> What needs to be done
Set down all of the data that follows, keeping every character.
-- -- --
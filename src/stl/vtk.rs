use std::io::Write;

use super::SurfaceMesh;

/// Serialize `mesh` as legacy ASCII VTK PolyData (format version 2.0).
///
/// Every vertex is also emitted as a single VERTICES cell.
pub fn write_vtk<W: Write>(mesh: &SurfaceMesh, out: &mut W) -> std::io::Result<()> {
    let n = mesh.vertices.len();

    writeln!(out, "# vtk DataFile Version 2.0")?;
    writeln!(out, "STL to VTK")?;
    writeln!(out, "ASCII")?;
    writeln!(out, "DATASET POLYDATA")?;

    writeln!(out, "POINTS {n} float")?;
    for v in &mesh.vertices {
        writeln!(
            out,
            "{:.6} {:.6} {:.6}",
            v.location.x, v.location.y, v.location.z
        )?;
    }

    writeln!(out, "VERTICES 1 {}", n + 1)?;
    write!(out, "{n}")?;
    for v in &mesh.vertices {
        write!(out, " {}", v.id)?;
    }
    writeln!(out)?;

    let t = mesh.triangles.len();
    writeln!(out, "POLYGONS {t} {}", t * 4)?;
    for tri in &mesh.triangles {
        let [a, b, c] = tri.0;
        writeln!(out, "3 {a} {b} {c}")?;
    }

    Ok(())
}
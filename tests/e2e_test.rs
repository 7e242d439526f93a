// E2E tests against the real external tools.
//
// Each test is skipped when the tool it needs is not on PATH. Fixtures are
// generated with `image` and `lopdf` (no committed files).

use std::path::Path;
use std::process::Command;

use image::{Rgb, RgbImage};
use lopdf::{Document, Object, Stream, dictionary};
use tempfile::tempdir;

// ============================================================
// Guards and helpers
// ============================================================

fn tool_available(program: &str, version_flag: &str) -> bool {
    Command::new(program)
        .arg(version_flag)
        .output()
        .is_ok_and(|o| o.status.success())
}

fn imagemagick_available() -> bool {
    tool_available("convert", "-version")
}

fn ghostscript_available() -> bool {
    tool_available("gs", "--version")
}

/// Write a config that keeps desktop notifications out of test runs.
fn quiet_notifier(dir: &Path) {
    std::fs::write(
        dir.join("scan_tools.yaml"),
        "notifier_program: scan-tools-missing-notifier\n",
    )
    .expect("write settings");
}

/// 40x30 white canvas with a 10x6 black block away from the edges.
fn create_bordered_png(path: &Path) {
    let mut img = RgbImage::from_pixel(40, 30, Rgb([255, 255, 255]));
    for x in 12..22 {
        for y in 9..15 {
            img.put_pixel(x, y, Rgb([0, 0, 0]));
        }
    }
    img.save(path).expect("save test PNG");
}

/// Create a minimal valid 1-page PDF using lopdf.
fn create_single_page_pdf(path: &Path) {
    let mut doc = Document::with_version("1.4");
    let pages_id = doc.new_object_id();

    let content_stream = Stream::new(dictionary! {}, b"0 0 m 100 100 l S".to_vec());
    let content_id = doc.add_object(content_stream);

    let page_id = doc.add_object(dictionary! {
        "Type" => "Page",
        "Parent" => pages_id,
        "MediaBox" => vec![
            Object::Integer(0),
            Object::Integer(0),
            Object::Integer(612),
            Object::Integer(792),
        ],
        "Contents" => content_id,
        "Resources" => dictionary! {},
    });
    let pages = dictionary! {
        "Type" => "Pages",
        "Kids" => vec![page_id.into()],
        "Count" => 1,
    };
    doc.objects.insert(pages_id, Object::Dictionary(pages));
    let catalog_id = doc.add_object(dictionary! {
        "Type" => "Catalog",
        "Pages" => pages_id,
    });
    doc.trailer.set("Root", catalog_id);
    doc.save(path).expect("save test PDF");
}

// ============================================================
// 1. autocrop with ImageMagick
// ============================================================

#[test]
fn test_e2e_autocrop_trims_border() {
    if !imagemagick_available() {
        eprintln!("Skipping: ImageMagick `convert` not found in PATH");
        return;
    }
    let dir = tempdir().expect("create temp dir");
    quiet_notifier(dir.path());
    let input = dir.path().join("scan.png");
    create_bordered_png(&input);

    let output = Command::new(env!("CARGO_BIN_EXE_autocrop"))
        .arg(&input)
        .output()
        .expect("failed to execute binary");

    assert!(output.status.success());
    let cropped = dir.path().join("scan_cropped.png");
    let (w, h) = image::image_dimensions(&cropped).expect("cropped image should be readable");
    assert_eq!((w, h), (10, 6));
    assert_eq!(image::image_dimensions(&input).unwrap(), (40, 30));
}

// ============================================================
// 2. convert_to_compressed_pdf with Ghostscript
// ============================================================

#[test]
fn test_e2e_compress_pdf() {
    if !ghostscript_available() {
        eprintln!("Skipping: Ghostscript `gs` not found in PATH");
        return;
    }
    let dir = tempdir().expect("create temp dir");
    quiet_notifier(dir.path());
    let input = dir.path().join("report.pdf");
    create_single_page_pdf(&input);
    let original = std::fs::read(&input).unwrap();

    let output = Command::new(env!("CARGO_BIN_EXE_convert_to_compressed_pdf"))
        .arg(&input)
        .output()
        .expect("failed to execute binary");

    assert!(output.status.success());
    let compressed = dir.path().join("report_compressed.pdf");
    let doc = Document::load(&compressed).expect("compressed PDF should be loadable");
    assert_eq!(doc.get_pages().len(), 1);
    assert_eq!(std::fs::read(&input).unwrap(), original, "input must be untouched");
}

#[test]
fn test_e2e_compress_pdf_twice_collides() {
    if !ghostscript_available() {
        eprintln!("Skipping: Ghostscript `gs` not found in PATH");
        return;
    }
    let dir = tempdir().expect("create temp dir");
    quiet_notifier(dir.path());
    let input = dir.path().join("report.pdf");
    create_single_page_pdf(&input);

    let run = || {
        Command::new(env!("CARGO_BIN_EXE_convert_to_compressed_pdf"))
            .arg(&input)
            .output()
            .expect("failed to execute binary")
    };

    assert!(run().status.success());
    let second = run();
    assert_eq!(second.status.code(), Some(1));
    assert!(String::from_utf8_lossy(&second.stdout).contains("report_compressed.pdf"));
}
-- -- --
> Response to this task
filename src/stl/vtk.rs
use std::io::Write;

use super::SurfaceMesh;

/// Serialize `mesh` as legacy ASCII VTK PolyData (format version 2.0).
///
/// Every vertex is also emitted as a single VERTICES cell.
pub fn write_vtk<W: Write>(mesh: &SurfaceMesh, out: &mut W) -> std::io::Result<()> {
    let n = mesh.vertices.len();

    writeln!(out, "# vtk DataFile Version 2.0")?;
    writeln!(out, "STL to VTK")?;
    writeln!(out, "ASCII")?;
    writeln!(out, "DATASET POLYDATA")?;

    writeln!(out, "POINTS {n} float")?;
    for v in &mesh.vertices {
        writeln!(
            out,
            "{:.6} {:.6} {:.6}",
            v.location.x, v.location.y, v.location.z
        )?;
    }

    writeln!(out, "VERTICES 1 {}", n + 1)?;
    write!(out, "{n}")?;
    for v in &mesh.vertices {
        write!(out, " {}", v.id)?;
    }
    writeln!(out)?;

    let t = mesh.triangles.len();
    writeln!(out, "POLYGONS {t} {}", t * 4)?;
    for tri in &mesh.triangles {
        let [a, b, c] = tri.0;
        writeln!(out, "3 {a} {b} {c}")?;
    }

    Ok(())
}
filename tests/e2e_test.rs
repository 7e242d439526f93a
// E2E tests against the real external tools.
//
// Each test is skipped when the tool it needs is not on PATH. Fixtures are
// generated with `image` and `lopdf` (no committed files).

use std::path::Path;
use std::process::Command;

use image::{Rgb, RgbImage};
use lopdf::{Document, Object, Stream, dictionary};
use tempfile::tempdir;

// ============================================================
// Guards and helpers
// ============================================================

fn tool_available(program: &str, version_flag: &str) -> bool {
    Command::new(program)
        .arg(version_flag)
        .output()
        .is_ok_and(|o| o.status.success())
}

fn imagemagick_available() -> bool {
    tool_available("convert", "-version")
}

fn ghostscript_available() -> bool {
    tool_available("gs", "--version")
}

/// Write a config that keeps desktop notifications out of test runs.
fn quiet_notifier(dir: &Path) {
    std::fs::write(
        dir.join("scan_tools.yaml"),
        "notifier_program: scan-tools-missing-notifier\n",
    )
    .expect("write settings");
}

/// 40x30 white canvas with a 10x6 black block away from the edges.
fn create_bordered_png(path: &Path) {
    let mut img = RgbImage::from_pixel(40, 30, Rgb([255, 255, 255]));
    for x in 12..22 {
        for y in 9..15 {
            img.put_pixel(x, y, Rgb([0, 0, 0]));
        }
    }
    img.save(path).expect("save test PNG");
}

/// Create a minimal valid 1-page PDF using lopdf.
fn create_single_page_pdf(path: &Path) {
    let mut doc = Document::with_version("1.4");
    let pages_id = doc.new_object_id();

    let content_stream = Stream::new(dictionary! {}, b"0 0 m 100 100 l S".to_vec());
    let content_id = doc.add_object(content_stream);

    let page_id = doc.add_object(dictionary! {
        "Type" => "Page",
        "Parent" => pages_id,
        "MediaBox" => vec![
            Object::Integer(0),
            Object::Integer(0),
            Object::Integer(612),
            Object::Integer(792),
        ],
        "Contents" => content_id,
        "Resources" => dictionary! {},
    });
    let pages = dictionary! {
        "Type" => "Pages",
        "Kids" => vec![page_id.into()],
        "Count" => 1,
    };
    doc.objects.insert(pages_id, Object::Dictionary(pages));
    let catalog_id = doc.add_object(dictionary! {
        "Type" => "Catalog",
        "Pages" => pages_id,
    });
    doc.trailer.set("Root", catalog_id);
    doc.save(path).expect("save test PDF");
}

// ============================================================
// 1. autocrop with ImageMagick
// ============================================================

#[test]
fn test_e2e_autocrop_trims_border() {
    if !imagemagick_available() {
        eprintln!("Skipping: ImageMagick `convert` not found in PATH");
        return;
    }
    let dir = tempdir().expect("create temp dir");
    quiet_notifier(dir.path());
    let input = dir.path().join("scan.png");
    create_bordered_png(&input);

    let output = Command::new(env!("CARGO_BIN_EXE_autocrop"))
        .arg(&input)
        .output()
        .expect("failed to execute binary");

    assert!(output.status.success());
    let cropped = dir.path().join("scan_cropped.png");
    let (w, h) = image::image_dimensions(&cropped).expect("cropped image should be readable");
    assert_eq!((w, h), (10, 6));
    assert_eq!(image::image_dimensions(&input).unwrap(), (40, 30));
}

// ============================================================
// 2. convert_to_compressed_pdf with Ghostscript
// ============================================================

#[test]
fn test_e2e_compress_pdf() {
    if !ghostscript_available() {
        eprintln!("Skipping: Ghostscript `gs` not found in PATH");
        return;
    }
    let dir = tempdir().expect("create temp dir");
    quiet_notifier(dir.path());
    let input = dir.path().join("report.pdf");
    create_single_page_pdf(&input);
    let original = std::fs::read(&input).unwrap();

    let output = Command::new(env!("CARGO_BIN_EXE_convert_to_compressed_pdf"))
        .arg(&input)
        .output()
        .expect("failed to execute binary");

    assert!(output.status.success());
    let compressed = dir.path().join("report_compressed.pdf");
    let doc = Document::load(&compressed).expect("compressed PDF should be loadable");
    assert_eq!(doc.get_pages().len(), 1);
    assert_eq!(std::fs::read(&input).unwrap(), original, "input must be untouched");
}

#[test]
fn test_e2e_compress_pdf_twice_collides() {
    if !ghostscript_available() {
        eprintln!("Skipping: Ghostscript `gs` not found in PATH");
        return;
    }
    let dir = tempdir().expect("create temp dir");
    quiet_notifier(dir.path());
    let input = dir.path().join("report.pdf");
    create_single_page_pdf(&input);

    let run = || {
        Command::new(env!("CARGO_BIN_EXE_convert_to_compressed_pdf"))
            .arg(&input)
            .output()
            .expect("failed to execute binary")
    };

    assert!(run().status.success());
    let second = run();
    assert_eq!(second.status.code(), Some(1));
    assert!(String::from_utf8_lossy(&second.stdout).contains("report_compressed.pdf"));
}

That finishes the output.